Kader Asmal wins Stockholm Water Prize
The Stockholm Water Foundation has awarded this year's Stockholm Water Prize to Professor Kader Asmal, the former Minister of Water Affairs and Forestry in South Africa.
Professor Asmal, currently South Africa’s Minister of Education, was awarded the 2000 Stockholm Water Prize in recognition of his “unprecedented efforts in the development of vision, legislation and practice in the field of water management in South Africa.”
The Stockholm Water Prize, founded in 1990, is presented annually to an institution, organisation, individual or company that has made a substantial contribution to the preservation, enhancement or availability of the world’s water resources. The Prize recognises outstanding research, action or education that increases knowledge of water as a resource and protects its usability for all life.
Asmal – a noted human rights scholar, teacher and activist who also serves as chairman of the World Commission on Dams (WCD) – will receive the $150,000 prize for his role in the drafting of the South African Constitution.
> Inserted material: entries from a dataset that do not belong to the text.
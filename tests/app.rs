#![cfg(feature = "web")]

mod common;

use axum::Router;
use axum::body::Body;
use axum::http::{Request, StatusCode, header};
use axum::response::Response;
use base64::Engine;
use base64::engine::general_purpose::STANDARD;
use serde_json::{Value, json};
use std::sync::Arc;
use std::time::Duration;
use tower::ServiceExt;

use common::{FakeBackend, sample_pdf, signature_png};
use payslip_signer::app::{AppState, router};

fn app(backend: FakeBackend) -> (Arc<AppState<FakeBackend>>, Router) {
    let state = Arc::new(AppState::new(backend, Duration::from_secs(3600)));
    let router = router(state.clone(), "static");
    (state, router)
}

async fn body_text(response: Response) -> String {
    let bytes = axum::body::to_bytes(response.into_body(), usize::MAX)
        .await
        .unwrap();
    String::from_utf8(bytes.to_vec()).unwrap()
}

async fn body_json(response: Response) -> Value {
    serde_json::from_str(&body_text(response).await).unwrap()
}

fn location(response: &Response) -> &str {
    response
        .headers()
        .get(header::LOCATION)
        .unwrap()
        .to_str()
        .unwrap()
}

fn get(uri: &str, cookie: Option<&str>) -> Request<Body> {
    let mut builder = Request::builder().uri(uri);
    if let Some(cookie) = cookie {
        builder = builder.header(header::COOKIE, cookie);
    }
    builder.body(Body::empty()).unwrap()
}

fn login_request(form: &str) -> Request<Body> {
    Request::builder()
        .method("POST")
        .uri("/login")
        .header(header::CONTENT_TYPE, "application/x-www-form-urlencoded")
        .body(Body::from(form.to_string()))
        .unwrap()
}

fn sign_request(signature: &str, cookie: Option<&str>) -> Request<Body> {
    let mut builder = Request::builder()
        .method("POST")
        .uri("/api/sign")
        .header(header::CONTENT_TYPE, "application/json");
    if let Some(cookie) = cookie {
        builder = builder.header(header::COOKIE, cookie);
    }
    builder
        .body(Body::from(json!({ "signature": signature }).to_string()))
        .unwrap()
}

fn data_url(png: &[u8]) -> String {
    format!("data:image/png;base64,{}", STANDARD.encode(png))
}

/// Log in and return the `session=<id>` pair to send back as a cookie
async fn logged_in(router: &Router, form: &str) -> String {
    let response = router.clone().oneshot(login_request(form)).await.unwrap();
    assert_eq!(response.status(), StatusCode::SEE_OTHER);
    assert_eq!(location(&response), "/sign");

    let set_cookie = response
        .headers()
        .get(header::SET_COOKIE)
        .unwrap()
        .to_str()
        .unwrap();
    assert!(set_cookie.contains("HttpOnly"));
    set_cookie.split(';').next().unwrap().to_string()
}

#[tokio::test]
async fn login_page_lists_every_employee() {
    let (_, router) = app(FakeBackend::new());

    let response = router.oneshot(get("/login", None)).await.unwrap();
    assert_eq!(response.status(), StatusCode::OK);

    let page = body_text(response).await;
    assert!(page.contains("<option value=\"Ana Souza\">Ana Souza</option>"));
    assert!(page.contains("<option value=\"Duda Reis\">Duda Reis</option>"));
    assert!(page.contains("type=\"password\""));
}

#[tokio::test]
async fn empty_roster_shows_a_warning() {
    let (_, router) = app(FakeBackend::empty());

    let response = router.oneshot(get("/login", None)).await.unwrap();
    assert_eq!(response.status(), StatusCode::OK);

    let page = body_text(response).await;
    assert!(page.contains("Não foram encontrados dados na planilha."));
    assert!(!page.contains("<form method=\"post\" action=\"/login\""));
}

#[tokio::test]
async fn unavailable_roster_is_a_bad_gateway() {
    let mut backend = FakeBackend::new();
    backend.fail_roster = true;
    let (_, router) = app(backend);

    let response = router.oneshot(get("/login", None)).await.unwrap();
    assert_eq!(response.status(), StatusCode::BAD_GATEWAY);
    assert!(body_text(response).await.contains("Não foi possível carregar a planilha."));
}

#[tokio::test]
async fn root_redirects_to_login() {
    let (_, router) = app(FakeBackend::new());

    let response = router.oneshot(get("/", None)).await.unwrap();
    assert_eq!(response.status(), StatusCode::SEE_OTHER);
    assert_eq!(location(&response), "/login");
}

#[tokio::test]
async fn wrong_password_rerenders_with_name_selected() {
    let (state, router) = app(FakeBackend::new());

    let response = router
        .oneshot(login_request("name=Bruno+Lima&password=nope"))
        .await
        .unwrap();
    assert_eq!(response.status(), StatusCode::UNAUTHORIZED);
    assert!(response.headers().get(header::SET_COOKIE).is_none());

    let page = body_text(response).await;
    assert!(page.contains("Senha incorreta."));
    assert!(page.contains("<option value=\"Bruno Lima\" selected>Bruno Lima</option>"));
    assert!(state.sessions.is_empty());
}

#[tokio::test]
async fn unreadable_link_is_reported_on_the_login_page() {
    let (_, router) = app(FakeBackend::new());

    let response = router
        .oneshot(login_request("name=Duda+Reis&password=pw"))
        .await
        .unwrap();
    assert_eq!(response.status(), StatusCode::UNPROCESSABLE_ENTITY);
    assert!(body_text(response).await.contains("Não foi possível carregar seu holerite"));
}

#[tokio::test]
async fn sign_page_requires_a_session() {
    let (_, router) = app(FakeBackend::new());

    let response = router.clone().oneshot(get("/sign", None)).await.unwrap();
    assert_eq!(response.status(), StatusCode::SEE_OTHER);
    assert_eq!(location(&response), "/login");

    let response = router
        .oneshot(get("/sign", Some("session=not-a-session")))
        .await
        .unwrap();
    assert_eq!(location(&response), "/login");
}

#[tokio::test]
async fn login_opens_the_signing_page() {
    let (state, router) = app(FakeBackend::new());
    let cookie = logged_in(&router, "name=Ana+Souza&password=1234").await;
    assert_eq!(state.sessions.len(), 1);

    let response = router
        .clone()
        .oneshot(get("/sign", Some(&cookie)))
        .await
        .unwrap();
    assert_eq!(response.status(), StatusCode::OK);
    let page = body_text(response).await;
    assert!(page.contains("Ana Souza"));
    assert!(page.contains("<canvas"));

    // a logged-in visitor skips the login form
    let response = router.oneshot(get("/login", Some(&cookie))).await.unwrap();
    assert_eq!(location(&response), "/sign");
}

#[tokio::test]
async fn document_serves_the_unsigned_pdf() {
    let (_, router) = app(FakeBackend::new());
    let cookie = logged_in(&router, "name=Ana+Souza&password=1234").await;

    let response = router
        .clone()
        .oneshot(get("/document", Some(&cookie)))
        .await
        .unwrap();
    assert_eq!(response.status(), StatusCode::OK);
    assert_eq!(
        response.headers().get(header::CONTENT_TYPE).unwrap(),
        "application/pdf"
    );
    let bytes = axum::body::to_bytes(response.into_body(), usize::MAX)
        .await
        .unwrap();
    assert_eq!(bytes.to_vec(), sample_pdf(1));

    let response = router.oneshot(get("/document", None)).await.unwrap();
    assert_eq!(response.status(), StatusCode::UNAUTHORIZED);
}

#[tokio::test]
async fn signing_returns_the_recorded_link() {
    let (state, router) = app(FakeBackend::new());
    let cookie = logged_in(&router, "name=Ana+Souza&password=1234").await;

    let response = router
        .oneshot(sign_request(&data_url(&signature_png(true)), Some(&cookie)))
        .await
        .unwrap();
    assert_eq!(response.status(), StatusCode::OK);

    let body = body_json(response).await;
    assert_eq!(body["status"], "ok");
    assert_eq!(body["link"], "https://drive.google.com/file/d/signed-1/view");

    let recorded = state.backend.recorded.lock().unwrap();
    assert_eq!(
        *recorded,
        vec![(2, "https://drive.google.com/file/d/signed-1/view".to_string())]
    );
}

#[tokio::test]
async fn roster_failure_after_upload_is_partial() {
    let mut backend = FakeBackend::new();
    backend.fail_record = true;
    let (_, router) = app(backend);
    let cookie = logged_in(&router, "name=Ana+Souza&password=1234").await;

    let response = router
        .oneshot(sign_request(&data_url(&signature_png(true)), Some(&cookie)))
        .await
        .unwrap();
    assert_eq!(response.status(), StatusCode::OK);

    let body = body_json(response).await;
    assert_eq!(body["status"], "partial");
    assert_eq!(body["link"], "https://drive.google.com/file/d/signed-1/view");
}

#[tokio::test]
async fn blank_canvas_is_a_bad_request() {
    let (state, router) = app(FakeBackend::new());
    let cookie = logged_in(&router, "name=Ana+Souza&password=1234").await;

    let response = router
        .oneshot(sign_request(&data_url(&signature_png(false)), Some(&cookie)))
        .await
        .unwrap();
    assert_eq!(response.status(), StatusCode::BAD_REQUEST);

    let body = body_json(response).await;
    assert_eq!(body["status"], "error");
    assert_eq!(body["message"], "Desenhe sua assinatura antes de assinar.");
    assert!(state.backend.uploads.lock().unwrap().is_empty());
}

#[tokio::test]
async fn upload_failure_is_a_bad_gateway() {
    let mut backend = FakeBackend::new();
    backend.fail_upload = true;
    let (_, router) = app(backend);
    let cookie = logged_in(&router, "name=Ana+Souza&password=1234").await;

    let response = router
        .oneshot(sign_request(&data_url(&signature_png(true)), Some(&cookie)))
        .await
        .unwrap();
    assert_eq!(response.status(), StatusCode::BAD_GATEWAY);
    assert_eq!(body_json(response).await["status"], "error");
}

#[tokio::test]
async fn signing_without_a_session_is_unauthorized() {
    let (state, router) = app(FakeBackend::new());

    let response = router
        .oneshot(sign_request(&data_url(&signature_png(true)), None))
        .await
        .unwrap();
    assert_eq!(response.status(), StatusCode::UNAUTHORIZED);
    assert_eq!(body_json(response).await["status"], "error");
    assert!(state.backend.uploads.lock().unwrap().is_empty());
}

#[tokio::test]
async fn logout_ends_the_session() {
    let (state, router) = app(FakeBackend::new());
    let cookie = logged_in(&router, "name=Ana+Souza&password=1234").await;

    let logout = Request::builder()
        .method("POST")
        .uri("/logout")
        .header(header::COOKIE, &cookie)
        .body(Body::empty())
        .unwrap();
    let response = router.clone().oneshot(logout).await.unwrap();
    assert_eq!(response.status(), StatusCode::SEE_OTHER);
    assert_eq!(location(&response), "/login");
    assert!(state.sessions.is_empty());

    let response = router.oneshot(get("/sign", Some(&cookie))).await.unwrap();
    assert_eq!(location(&response), "/login");
}

#[tokio::test]
async fn malformed_sign_body_gets_a_json_error() {
    let (state, router) = app(FakeBackend::new());
    let cookie = logged_in(&router, "name=Ana+Souza&password=1234").await;

    let garbled = Request::builder()
        .method("POST")
        .uri("/api/sign")
        .header(header::CONTENT_TYPE, "application/json")
        .header(header::COOKIE, &cookie)
        .body(Body::from("{\"signature\": "))
        .unwrap();
    let response = router.clone().oneshot(garbled).await.unwrap();
    assert_eq!(response.status(), StatusCode::BAD_REQUEST);
    let body = body_json(response).await;
    assert_eq!(body["status"], "error");
    assert!(body["link"].is_null());

    let untyped = Request::builder()
        .method("POST")
        .uri("/api/sign")
        .header(header::COOKIE, &cookie)
        .body(Body::from("signature=abc"))
        .unwrap();
    let response = router.oneshot(untyped).await.unwrap();
    assert_eq!(response.status(), StatusCode::BAD_REQUEST);
    assert_eq!(body_json(response).await["status"], "error");

    assert!(state.backend.uploads.lock().unwrap().is_empty());
}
Professor Asmal became South Africa’s Minister of Water Affairs and Forestry in 1994 and was responsible for developing an action plan to solve the country’s large water problems. The Foundation said Asmal had initiated a fundamental overhaul of water management policy and practice, ensuring that policies and practices were anchored in human rights, social justice and environmental sustainability (see related story).
Asmal’s introduction of the National Water Act of 1998 had ended the country’s use of water as a political tool to fuel racial segregation, the Foundation said.
At the time of his ministerial appointment, more than 16 million South Africans did not have reasonable access to safe drinking water, and some 20 million lacked access to safe sanitation. Today, some four million people having benefited directly through water provision close to their homes, and another three million have access at schools, clinics and work places.
Among the National Water Act’s key provisions were the ‘water reserve’ concept that puts human needs and basic ecological functioning before the interests of commercial or industrial uses; ‘water-use rights,’ which means water use is paid for on a sliding scale (major water users such as industry and agriculture pay more, and the poor pay what they can afford); and an acknowledgement that South Africa has a duty to ensure that neighbouring states have an equitable share of water from shared rivers.
Another of Asmal’s initiatives, the Community Water Supply and Sanitation Program, focuses on providing access to the basic levels of service required to assure health for South Africans, has employed some 300,000 people, more than half of whom were women.
By the end of 1998, the Professor Asmal’s Working for Water Program was employing 24,000 people in over 300 projects across the country. Their task was to clear invading alien plants species that robbed South Africa of up to seven percent of its mean annual runoff, overtook its most productive lands and threatened its biological diversity.